Amendments to Russia’s Foreign Agents Legislation
Published June 2026
On June 9, 2026, the Russian State Duma approved a federal law amending various legislative acts affecting the regulation of “foreign agents” (FAs) (the amendments). The amendments tighten state oversight of people and organizations designated as FAs, modifying laws on banking, mass media, advertising, mandatory requirements, and control over the activities of persons “under foreign influence.” The amendments also increase the Ministry of Justice’s access to financial information, extend advertising restrictions to social advertising, facilitate oversight and inspections, and change procedures for registry inclusion, reporting, and removal.

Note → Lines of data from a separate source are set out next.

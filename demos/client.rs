use argh::FromArgs;
use craftcopy::messages::SuggestionsRequest;
use reqwest::multipart::{Form, Part};
use std::path::PathBuf;

// defaults for the client
const DEFAULT_HOST: &str = "localhost";
const DEFAULT_PORT: u16 = 5000;

#[derive(FromArgs)]
/// craftcopy client for generating listings and marketing ideas
struct ClientArgs {
    /// the host to connect to
    #[argh(option, short = 'h', default = "DEFAULT_HOST.to_string()")]
    host: String,

    /// the port to connect to
    #[argh(option, short = 'p', default = "DEFAULT_PORT")]
    port: u16,

    /// command to execute: "product" or "suggestions"
    #[argh(subcommand)]
    command: ClientCommands,
}

#[derive(FromArgs)]
#[argh(subcommand)]
enum ClientCommands {
    Product(ProductCommand),
    Suggestions(SuggestionsCommand),
}

#[derive(FromArgs)]
/// Generate listing copy from a product photo
#[argh(subcommand, name = "product")]
struct ProductCommand {
    /// the path to the image
    #[argh(option, short = 'i')]
    image_path: PathBuf,
}

#[derive(FromArgs)]
/// Generate marketing suggestions from a description
#[argh(subcommand, name = "suggestions")]
struct SuggestionsCommand {
    /// the product description
    #[argh(option, short = 'd')]
    description: String,
}

#[tokio::main]
async fn main() -> Result<(), Box<dyn std::error::Error>> {
    let args: ClientArgs = argh::from_env();

    let client = reqwest::Client::new();

    // format the host and port
    let addr = format!("{}:{}", args.host, args.port);

    let response = match args.command {
        ClientCommands::Product(product_command) => {
            let file_name = product_command
                .image_path
                .file_name()
                .and_then(|name| name.to_str())
                .unwrap_or("image")
                .to_string();
            let bytes = tokio::fs::read(&product_command.image_path).await?;
            let form = Form::new().part("image", Part::bytes(bytes).file_name(file_name));

            client
                .post(format!("http://{}/generate", addr))
                .multipart(form)
                .send()
                .await?
        }
        ClientCommands::Suggestions(suggestions_command) => {
            client
                .post(format!("http://{}/generate-suggestions", addr))
                .json(&SuggestionsRequest {
                    description: suggestions_command.description,
                })
                .send()
                .await?
        }
    };

    let status = response.status();
    let result = response.json::<serde_json::Value>().await?;
    println!("Status: {status}");
    println!("Result: {}", serde_json::to_string_pretty(&result)?);

    Ok(())
}
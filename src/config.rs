use secrecy::SecretString;

/// Environment variable holding the Gemini API key.
pub const API_KEY_VAR: &str = "GOOGLE_API_KEY";
pub const DEFAULT_MODEL: &str = "gemini-1.5-flash-latest";
pub const DEFAULT_ENDPOINT: &str = "https://generativelanguage.googleapis.com/v1beta";

#[derive(Debug, thiserror::Error)]
pub enum ConfigError {
    #[error("CRITICAL ERROR: GOOGLE_API_KEY not found. Please check your .env file.")]
    MissingApiKey,
}

/// Connection settings for the Gemini API, fixed for the process lifetime.
#[derive(Debug)]
pub struct GeminiConfig {
    pub api_key: SecretString,
    pub model: String,
    pub endpoint: String,
}

impl GeminiConfig {
    /// Reads the API key from the process environment.
    pub fn from_env(
        model: impl Into<String>,
        endpoint: impl Into<String>,
    ) -> Result<Self, ConfigError> {
        Self::from_lookup(|key| std::env::var(key).ok(), model, endpoint)
    }

    /// Same as [`GeminiConfig::from_env`] with a custom variable lookup.
    pub fn from_lookup(
        lookup: impl Fn(&str) -> Option<String>,
        model: impl Into<String>,
        endpoint: impl Into<String>,
    ) -> Result<Self, ConfigError> {
        let api_key = lookup(API_KEY_VAR)
            .filter(|key| !key.trim().is_empty())
            .ok_or(ConfigError::MissingApiKey)?;

        Ok(Self {
            api_key: SecretString::from(api_key),
            model: model.into(),
            endpoint: endpoint.into(),
        })
    }
}
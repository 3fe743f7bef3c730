use axum::{
    Json,
    extract::{multipart::MultipartError, rejection::BytesRejection},
    http::StatusCode,
    response::{IntoResponse, Response},
};
use serde_json::json;

/// Everything that can go wrong while serving a generation request.
#[derive(Debug, thiserror::Error)]
pub enum RelayError {
    #[error("No image file part in the request")]
    MissingImage,

    #[error("No product description provided.")]
    MissingDescription,

    #[error("{}", .0.body_text())]
    Body(#[from] BytesRejection),

    #[error("failed to read upload: {0}")]
    Upload(#[from] MultipartError),

    #[error("failed to decode image: {0}")]
    ImageDecode(#[from] image::ImageError),

    #[error("model request failed: {0}")]
    Upstream(#[source] Box<dyn std::error::Error + Send + Sync>),

    #[error("model output is not valid JSON: {0}")]
    Parse(#[source] serde_json::Error),

    #[error("model output does not match the requested schema: {0}")]
    Schema(#[source] serde_json::Error),
}

impl RelayError {
    /// Missing or unreadable inputs are the caller's fault, the rest is ours.
    pub fn status_code(&self) -> StatusCode {
        match self {
            RelayError::MissingImage | RelayError::MissingDescription => StatusCode::BAD_REQUEST,
            RelayError::Body(rejection) => rejection.status(),
            _ => StatusCode::INTERNAL_SERVER_ERROR,
        }
    }

    pub fn is_client_error(&self) -> bool {
        self.status_code().is_client_error()
    }

    /// The string placed under the `error` key of the response body.
    pub fn message(&self) -> String {
        if self.is_client_error() {
            self.to_string()
        } else {
            format!("An error occurred on the server: {self}")
        }
    }
}

impl IntoResponse for RelayError {
    fn into_response(self) -> Response {
        (self.status_code(), Json(json!({ "error": self.message() }))).into_response()
    }
}
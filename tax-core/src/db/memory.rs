//! Process-local repository. Data lives only as long as the process.
//!
//! Registered as the `memory` backend; handy for demos and tests that do
//! not need a database file.

use std::collections::HashMap;
use std::sync::{Mutex, MutexGuard};

use async_trait::async_trait;
use chrono::Utc;

use super::factory::{DbConfig, RepositoryFactory};
use super::repository::{RepositoryError, TaxRepository};
use crate::ids::{self, SequenceKind};
use crate::models::{Assessment, AssessmentFilter, NewAssessment, NewTaxpayer, Taxpayer};

#[derive(Default)]
struct Store {
    taxpayers: HashMap<String, Taxpayer>,
    assessments: HashMap<String, Assessment>,
    sequences: HashMap<SequenceKind, i64>,
    /// Insertion order per record id, like SQLite's `rowid`.
    rows: HashMap<String, u64>,
    next_row: u64,
}

impl Store {
    fn next_sequence(
        &mut self,
        kind: SequenceKind,
    ) -> i64 {
        let value = self.sequences.entry(kind).or_insert(0);
        *value += 1;
        *value
    }

    fn track_row(
        &mut self,
        id: &str,
    ) {
        self.next_row += 1;
        self.rows.insert(id.to_string(), self.next_row);
    }

    fn email_taken(
        &self,
        email: &str,
        except: Option<&str>,
    ) -> bool {
        self.taxpayers
            .values()
            .any(|t| t.email == email && Some(t.payer_id.as_str()) != except)
    }
}

/// [`TaxRepository`] backed by a mutex-guarded map.
///
/// Enforces the same constraints as the SQL schema: unique email, and
/// assessments must reference an existing taxpayer.
#[derive(Default)]
pub struct MemoryRepository {
    store: Mutex<Store>,
}

impl MemoryRepository {
    pub fn new() -> Self {
        Self::default()
    }

    fn lock(&self) -> Result<MutexGuard<'_, Store>, RepositoryError> {
        self.store
            .lock()
            .map_err(|e| RepositoryError::Database(format!("store lock poisoned: {e}")))
    }
}

/// Newest first, later inserts winning ties on `created_at`.
fn newest_first<T>(
    records: &mut [T],
    rows: &HashMap<String, u64>,
    key: impl Fn(&T) -> (chrono::DateTime<Utc>, &str),
) {
    records.sort_by(|a, b| {
        let (a_created, a_id) = key(a);
        let (b_created, b_id) = key(b);
        (b_created, rows.get(b_id)).cmp(&(a_created, rows.get(a_id)))
    });
}

#[async_trait]
impl TaxRepository for MemoryRepository {
    async fn create_taxpayer(
        &self,
        taxpayer: NewTaxpayer,
    ) -> Result<Taxpayer, RepositoryError> {
        let mut store = self.lock()?;
        if store.email_taken(&taxpayer.email, None) {
            return Err(RepositoryError::Conflict(format!(
                "email '{}' already registered",
                taxpayer.email
            )));
        }

        let now = Utc::now();
        let payer_id = ids::payer_id(now, store.next_sequence(SequenceKind::Payer));
        let created = Taxpayer {
            payer_id: payer_id.clone(),
            first_name: taxpayer.first_name,
            last_name: taxpayer.last_name,
            email: taxpayer.email,
            phone: taxpayer.phone,
            address: taxpayer.address,
            dob: taxpayer.dob,
            occupation: taxpayer.occupation,
            annual_income: taxpayer.annual_income,
            created_at: now,
            updated_at: now,
        };
        store.track_row(&payer_id);
        store.taxpayers.insert(payer_id, created.clone());
        Ok(created)
    }

    async fn get_taxpayer(
        &self,
        payer_id: &str,
    ) -> Result<Taxpayer, RepositoryError> {
        self.lock()?
            .taxpayers
            .get(payer_id)
            .cloned()
            .ok_or(RepositoryError::NotFound)
    }

    async fn find_taxpayer_by_email(
        &self,
        email: &str,
    ) -> Result<Option<Taxpayer>, RepositoryError> {
        Ok(self
            .lock()?
            .taxpayers
            .values()
            .find(|t| t.email == email)
            .cloned())
    }

    async fn update_taxpayer(
        &self,
        taxpayer: &Taxpayer,
    ) -> Result<Taxpayer, RepositoryError> {
        let mut store = self.lock()?;
        if store.email_taken(&taxpayer.email, Some(&taxpayer.payer_id)) {
            return Err(RepositoryError::Conflict(format!(
                "email '{}' already registered",
                taxpayer.email
            )));
        }

        let existing = store
            .taxpayers
            .get_mut(&taxpayer.payer_id)
            .ok_or(RepositoryError::NotFound)?;
        let created_at = existing.created_at;
        *existing = Taxpayer {
            created_at,
            updated_at: Utc::now(),
            ..taxpayer.clone()
        };
        Ok(existing.clone())
    }

    async fn delete_taxpayer(
        &self,
        payer_id: &str,
    ) -> Result<(), RepositoryError> {
        let mut store = self.lock()?;
        store
            .taxpayers
            .remove(payer_id)
            .ok_or(RepositoryError::NotFound)?;
        store.rows.remove(payer_id);
        let Store {
            assessments, rows, ..
        } = &mut *store;
        assessments.retain(|id, a| {
            let keep = a.payer_id != payer_id;
            if !keep {
                rows.remove(id);
            }
            keep
        });
        Ok(())
    }

    async fn list_taxpayers(&self) -> Result<Vec<Taxpayer>, RepositoryError> {
        let store = self.lock()?;
        let mut taxpayers: Vec<_> = store.taxpayers.values().cloned().collect();
        newest_first(&mut taxpayers, &store.rows, |t| {
            (t.created_at, t.payer_id.as_str())
        });
        Ok(taxpayers)
    }

    async fn create_assessment(
        &self,
        assessment: NewAssessment,
    ) -> Result<Assessment, RepositoryError> {
        let mut store = self.lock()?;
        if !store.taxpayers.contains_key(&assessment.payer_id) {
            return Err(RepositoryError::Conflict(format!(
                "taxpayer '{}' does not exist",
                assessment.payer_id
            )));
        }

        let now = Utc::now();
        let sequence = store.next_sequence(SequenceKind::Assessment);
        let assessment_id = ids::assessment_id(assessment.year, sequence);
        let created = Assessment {
            assessment_id: assessment_id.clone(),
            payer_id: assessment.payer_id,
            year: assessment.year,
            input: assessment.input,
            figures: assessment.figures,
            created_at: now,
            updated_at: now,
        };
        store.track_row(&assessment_id);
        store.assessments.insert(assessment_id, created.clone());
        Ok(created)
    }

    async fn get_assessment(
        &self,
        assessment_id: &str,
    ) -> Result<Assessment, RepositoryError> {
        self.lock()?
            .assessments
            .get(assessment_id)
            .cloned()
            .ok_or(RepositoryError::NotFound)
    }

    async fn update_assessment(
        &self,
        assessment: &Assessment,
    ) -> Result<Assessment, RepositoryError> {
        let mut store = self.lock()?;
        if !store.taxpayers.contains_key(&assessment.payer_id) {
            return Err(RepositoryError::Conflict(format!(
                "taxpayer '{}' does not exist",
                assessment.payer_id
            )));
        }

        let existing = store
            .assessments
            .get_mut(&assessment.assessment_id)
            .ok_or(RepositoryError::NotFound)?;
        let created_at = existing.created_at;
        *existing = Assessment {
            created_at,
            updated_at: Utc::now(),
            ..assessment.clone()
        };
        Ok(existing.clone())
    }

    async fn delete_assessment(
        &self,
        assessment_id: &str,
    ) -> Result<(), RepositoryError> {
        let mut store = self.lock()?;
        store
            .assessments
            .remove(assessment_id)
            .ok_or(RepositoryError::NotFound)?;
        store.rows.remove(assessment_id);
        Ok(())
    }

    async fn list_assessments(
        &self,
        filter: &AssessmentFilter,
    ) -> Result<Vec<Assessment>, RepositoryError> {
        let store = self.lock()?;
        let mut assessments: Vec<_> = store
            .assessments
            .values()
            .filter(|a| filter.payer_id.as_deref().is_none_or(|id| a.payer_id == id))
            .filter(|a| filter.year.is_none_or(|year| a.year == year))
            .cloned()
            .collect();
        newest_first(&mut assessments, &store.rows, |a| {
            (a.created_at, a.assessment_id.as_str())
        });
        Ok(assessments)
    }

    async fn health_check(&self) -> Result<(), RepositoryError> {
        self.lock().map(|_| ())
    }
}

/// [`RepositoryFactory`] for the `memory` backend.
pub struct MemoryRepositoryFactory;

#[async_trait]
impl RepositoryFactory for MemoryRepositoryFactory {
    fn backend_name(&self) -> &'static str {
        "memory"
    }

    async fn create(
        &self,
        _config: &DbConfig,
    ) -> Result<Box<dyn TaxRepository>, RepositoryError> {
        Ok(Box::new(MemoryRepository::new()))
    }
}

This brief summarizes the key provisions and potential implications for civil society actors, media outlets, and individuals or organizations designated, or at risk of designation, as FAs.
Key changes include:
1. Requiring banks to provide information about transactions, accounts, and deposits
The amendments require credit organizations to provide information about the financial and economic activity of FAs within three working days after receiving a request by authorized state bodies. The form of such request and the procedure for its submission, as well as the form and procedure for credit institutions to respond to such request, will be determined by subsequent legislation. When a request concerns certificates on transactions, accounts, or deposits, credit organizations must respond within three working days of receiving an electronic request.
These changes provide the authorities with a faster and more standardized mechanism to monitor the finances of FAs. It may increase potential risks for donors, counterparties, business partners, and personal financial activity connected to Russian bank accounts or assets.
2. Extending advertising restrictions to social advertising
The law amends legislation on mass media and advertising to add “social advertising” to existing restrictions. FAs may not act as advertisers of social advertising, and social advertising may not be disseminated through their information resources.
This expands the restrictions beyond commercial advertising and may prevent designated organizations and media projects from hosting or commissioning public-interest messages, including humanitarian, health, civic, or other non-commercial campaigns.
3. Weakening procedural protections against inspections and mandatory requirements
The amendments add FA legislation to the list of areas excluded from Russia’s general Law on Mandatory Requirements. This means that FA-related obligations would not be subject to that law’s ordinary safeguards concerning the adoption, review, predictability, and time limits of mandatory requirements. In practice, this may give authorities greater flexibility to impose and enforce FA-related requirements, including through oversight measures and administrative liability, without the regulatory checks that apply to many other mandatory requirements.
4. Changing registry, reporting, and removal procedures
If an application for inclusion in the FA registry violates the prescribed procedure or form, or contains false information, the authorized body must return it within ten working days with notice of the identified violations.
The amendments also restrict repeated applications for removal from the registry. As a general rule, if authorities refuse removal, an applicant can file again only after one year. The law also moves reporting further toward electronic submission, while allowing certain notices about unchanged information to be submitted in free form.
Conclusion
Overall, the amendments tighten the existing FA regulatory framework by expanding financial surveillance, limiting public interest communications, reducing procedural safeguards, and restricting opportunities for removal from the FA registry.
Once the amendments are signed into law, most provisions will take effect upon official publication, although the social advertising amendments and certain electronic reporting provisions will take effect on September 1, 2026. The banking and financial information provisions will take effect 180 days after official publication.